> Work instruction: Check every line of the data below for the word "SigningKey" and say how many have it, without further comment.

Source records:
┄┄┄┄┄┄┄┄┄┄┄┄┄┄┄┄┄┄┄┄

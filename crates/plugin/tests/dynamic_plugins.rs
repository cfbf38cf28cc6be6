//! Loading real plugin libraries built from the fixture crates under
//! `crates/plugin/fixtures`.

use std::env::consts::{DLL_PREFIX, DLL_SUFFIX};
use std::path::{Path, PathBuf};
use std::process::Command;
use std::sync::Arc;

use ed25519_dalek::SigningKey;
use once_cell::sync::Lazy;
use strata_accel_core::{AccelError, ComputeBackend, DistanceMetric, VectorBackend};
use strata_accel_plugin::policy::DEFAULT_TRUSTED_ISSUER;
use strata_accel_plugin::{
    certificate_for, hash_file, sign_plugin, write_metadata, PluginLoader, PluginMetadata,
    PluginSecurityAuditor, PluginSecurityPolicy, PluginSecurityVerifier, PluginTrustLevel,
    SecurityEventKind, SignerIdentity,
};

const SAMPLE: &str = "strata_accel_fixture_sample";
const STALE_ABI: &str = "strata_accel_fixture_stale_abi";

/// Output directory of the fixture build. Built once per test binary, into a
/// target dir of its own so the outer cargo lock is never contended.
static FIXTURES: Lazy<PathBuf> = Lazy::new(|| {
    let target = Path::new(env!("CARGO_TARGET_TMPDIR")).join("plugin-fixtures");
    let manifest = Path::new(env!("CARGO_MANIFEST_DIR")).join("../../Cargo.toml");
    let mut cargo = Command::new(env!("CARGO"));
    cargo
        .args(["build", "--quiet"])
        .args(["-p", "strata-accel-fixture-sample"])
        .args(["-p", "strata-accel-fixture-stale-abi"])
        .arg("--manifest-path")
        .arg(&manifest)
        .env("CARGO_TARGET_DIR", &target);
    let profile = if cfg!(debug_assertions) {
        "debug"
    } else {
        cargo.arg("--release");
        "release"
    };
    let status = cargo.status().expect("cargo is runnable");
    assert!(status.success(), "building plugin fixtures failed");
    target.join(profile)
});

fn library_file(lib: &str) -> String {
    format!("{}{}{}", DLL_PREFIX, lib, DLL_SUFFIX)
}

/// Copy fixture `lib` into `dir` and return the copy's path.
fn fixture(dir: &Path, lib: &str) -> PathBuf {
    let file = library_file(lib);
    let path = dir.join(&file);
    std::fs::copy(FIXTURES.join(&file), &path).unwrap();
    path
}

fn loader(policy: PluginSecurityPolicy) -> PluginLoader {
    PluginLoader::new(Arc::new(PluginSecurityVerifier::new(
        policy,
        Arc::new(PluginSecurityAuditor::new()),
    )))
}

#[test]
fn signed_library_loads_and_serves_backends() {
    let dir = tempfile::tempdir().unwrap();
    let path = fixture(dir.path(), SAMPLE);
    let key = SigningKey::from_bytes(&[9u8; 32]);
    let meta = sign_plugin(
        &path,
        &key,
        &SignerIdentity::new(DEFAULT_TRUSTED_ISSUER, "CN=sample"),
        PluginMetadata {
            name: "sample".into(),
            version: "0.4.2".into(),
            ..Default::default()
        },
    )
    .unwrap();
    write_metadata(&path, &meta).unwrap();

    let loader = loader(PluginSecurityPolicy {
        trusted_certificates: vec![certificate_for(&key)],
        ..PluginSecurityPolicy::default()
    });
    assert_eq!(loader.load_plugin(&path).unwrap(), "sample");

    let info = loader.get_plugin("sample").unwrap();
    assert_eq!(info.version, "0.4.2");
    assert_eq!(info.trust_level, Some(PluginTrustLevel::Trusted));
    assert_eq!(info.hash, Some(hash_file(&path).unwrap()));
    assert_eq!(info.path, Some(std::fs::canonicalize(&path).unwrap()));

    let backends = loader.instantiate("sample").unwrap();
    assert_eq!(backends.count(), 2);
    assert!(backends.graph.is_none());
    assert!(backends.library.is_dynamic());

    let vector = backends.vector.clone().unwrap();
    vector.initialize().unwrap();
    let distances = vector
        .compute_distances(&[0.0, 0.0], &[3.0, 4.0], 2, DistanceMetric::L2)
        .unwrap();
    assert!((distances[0] - 5.0).abs() < 1e-6);

    drop(backends);
    assert!(loader.unload_plugin("sample").is_err());
    vector.shutdown();
    drop(vector);
    loader.unload_plugin("sample").unwrap();
    assert!(!loader.is_loaded("sample"));

    let kinds: Vec<SecurityEventKind> = loader
        .verifier()
        .auditor()
        .events()
        .into_iter()
        .map(|e| e.kind)
        .collect();
    assert_eq!(
        kinds,
        vec![
            SecurityEventKind::SignatureVerified,
            SecurityEventKind::PluginLoaded,
            SecurityEventKind::PluginUnloaded,
        ]
    );
}

#[test]
fn foreign_abi_version_rejected_before_construction() {
    let dir = tempfile::tempdir().unwrap();
    let path = fixture(dir.path(), STALE_ABI);
    let loader = loader(PluginSecurityPolicy::permissive());

    // The fixture's constructor panics, so reaching it would surface as a
    // "constructor panicked" error instead.
    let err = loader.load_plugin(&path).unwrap_err();
    assert!(matches!(err, AccelError::Plugin(_)));
    assert!(err.to_string().contains("ABI version"), "{}", err);
    assert!(loader.loaded_plugins().is_empty());
    assert_eq!(
        loader
            .verifier()
            .auditor()
            .events_of_kind(SecurityEventKind::PluginLoadFailed)
            .len(),
        1
    );
}

#[test]
fn library_stays_mapped_while_backend_outlives_unload() {
    let dir = tempfile::tempdir().unwrap();
    let path = fixture(dir.path(), SAMPLE);
    let loader = loader(PluginSecurityPolicy::permissive());
    loader.load_plugin(&path).unwrap();

    let geo = loader.instantiate("sample").unwrap().geo.unwrap();
    assert_eq!(loader.unload_all_plugins(), 1);
    assert!(loader.loaded_plugins().is_empty());

    // The backend's code lives in the library; calling it proves the
    // library was not closed with the plugin handle.
    geo.initialize().unwrap();
    assert!(geo.is_available());
    geo.shutdown();
    drop(geo);
}

#[test]
fn directory_scan_loads_sample_and_skips_foreign_abi() {
    let dir = tempfile::tempdir().unwrap();
    fixture(dir.path(), SAMPLE);
    fixture(dir.path(), STALE_ABI);

    let loader = loader(PluginSecurityPolicy::permissive());
    assert_eq!(loader.load_directory(dir.path()), vec!["sample".to_string()]);
    assert_eq!(loader.unload_all_plugins(), 1);
}
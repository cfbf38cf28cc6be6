//! Binary contract between the host and a backend plugin library.
//!
//! A plugin is a `cdylib` that exports one static, [`DECLARATION_SYMBOL`],
//! holding a [`PluginDeclaration`]. The host reads `abi_version` first (it is
//! the leading `u32` of a `#[repr(C)]` struct, so its offset is stable across
//! builds) and only touches the remaining fields when it matches
//! [`PLUGIN_ABI_VERSION`]. The `register` function is never called on a
//! mismatch.
//!
//! Plugins are written in Rust against this crate and must be built with the
//! same compiler as the host, since trait objects cross the boundary.
//!
//! ```ignore
//! use strata_accel_plugin::{export_backend_plugin, BackendPlugin};
//!
//! struct MyPlugin;
//! impl BackendPlugin for MyPlugin { /* ... */ }
//!
//! export_backend_plugin!(MyPlugin);
//! ```

use std::ffi::CStr;
use std::sync::Arc;

use strata_accel_core::{BackendType, GeoBackend, GraphBackend, VectorBackend};

/// Layout version of [`PluginDeclaration`] and the [`BackendPlugin`] vtable.
///
/// Bump on any change to either.
pub const PLUGIN_ABI_VERSION: u32 = 1;

/// Name of the exported declaration static.
pub const DECLARATION_SYMBOL: &CStr = c"strata_accel_plugin_declaration";

/// Factory object provided by a plugin library.
///
/// Each `create_*` method returns `None` when the plugin does not offer that
/// capability. Returned backends are uninitialized; the registry initializes
/// and probes them before registration.
pub trait BackendPlugin: Send + Sync {
    /// Unique plugin name, used as the loader key
    fn plugin_name(&self) -> &str;

    /// Plugin's own version string
    fn plugin_version(&self) -> &str;

    /// Technology the plugin's backends run on
    fn backend_type(&self) -> BackendType;

    /// Vector backend, if provided
    fn create_vector_backend(&self) -> Option<Arc<dyn VectorBackend>> {
        None
    }

    /// Graph backend, if provided
    fn create_graph_backend(&self) -> Option<Arc<dyn GraphBackend>> {
        None
    }

    /// Geo backend, if provided
    fn create_geo_backend(&self) -> Option<Arc<dyn GeoBackend>> {
        None
    }
}

/// Exported by every plugin library under [`DECLARATION_SYMBOL`].
#[repr(C)]
pub struct PluginDeclaration {
    /// Must equal the host's [`PLUGIN_ABI_VERSION`]
    pub abi_version: u32,
    /// `strata-accel-core` version the plugin was built against
    pub core_version: &'static str,
    /// Constructor of the plugin instance
    pub register: fn() -> Box<dyn BackendPlugin>,
}

/// True when a plugin built against `plugin_core` can run inside a host
/// built against `host_core`: same major version, and for `0.x` releases
/// also the same minor version.
pub fn core_versions_compatible(host_core: &str, plugin_core: &str) -> bool {
    fn leading(version: &str) -> (Option<&str>, Option<&str>) {
        let mut parts = version.split('.');
        (parts.next(), parts.next())
    }
    let (host_major, host_minor) = leading(host_core);
    let (plugin_major, plugin_minor) = leading(plugin_core);
    if host_major.is_none() || host_major != plugin_major {
        return false;
    }
    host_major != Some("0") || host_minor == plugin_minor
}

/// Export `$plugin` (an expression constructing a [`BackendPlugin`]) as
/// this library's plugin declaration.
#[macro_export]
macro_rules! export_backend_plugin {
    ($plugin:expr) => {
        #[allow(non_upper_case_globals)]
        #[no_mangle]
        pub static strata_accel_plugin_declaration: $crate::PluginDeclaration =
            $crate::PluginDeclaration {
                abi_version: $crate::PLUGIN_ABI_VERSION,
                core_version: $crate::CORE_VERSION,
                register: {
                    fn __strata_accel_register() -> ::std::boxed::Box<dyn $crate::BackendPlugin> {
                        ::std::boxed::Box::new($plugin)
                    }
                    __strata_accel_register
                },
            };
    };
}

#[cfg(test)]
mod tests {
    use super::*;

    #[test]
    fn test_core_version_compatibility() {
        assert!(core_versions_compatible("0.1.0", "0.1.7"));
        assert!(!core_versions_compatible("0.1.0", "0.2.0"));
        assert!(core_versions_compatible("1.2.0", "1.5.3"));
        assert!(!core_versions_compatible("1.2.0", "2.0.0"));
        assert!(!core_versions_compatible("", "0.1.0"));
    }

    #[test]
    fn test_declaration_symbol_matches_macro_static() {
        assert_eq!(
            DECLARATION_SYMBOL.to_str().ok(),
            Some("strata_accel_plugin_declaration")
        );
    }
}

┄┄┄┄┄┄┄┄┄┄┄┄┄┄┄┄┄┄┄┄

> Finished task: 2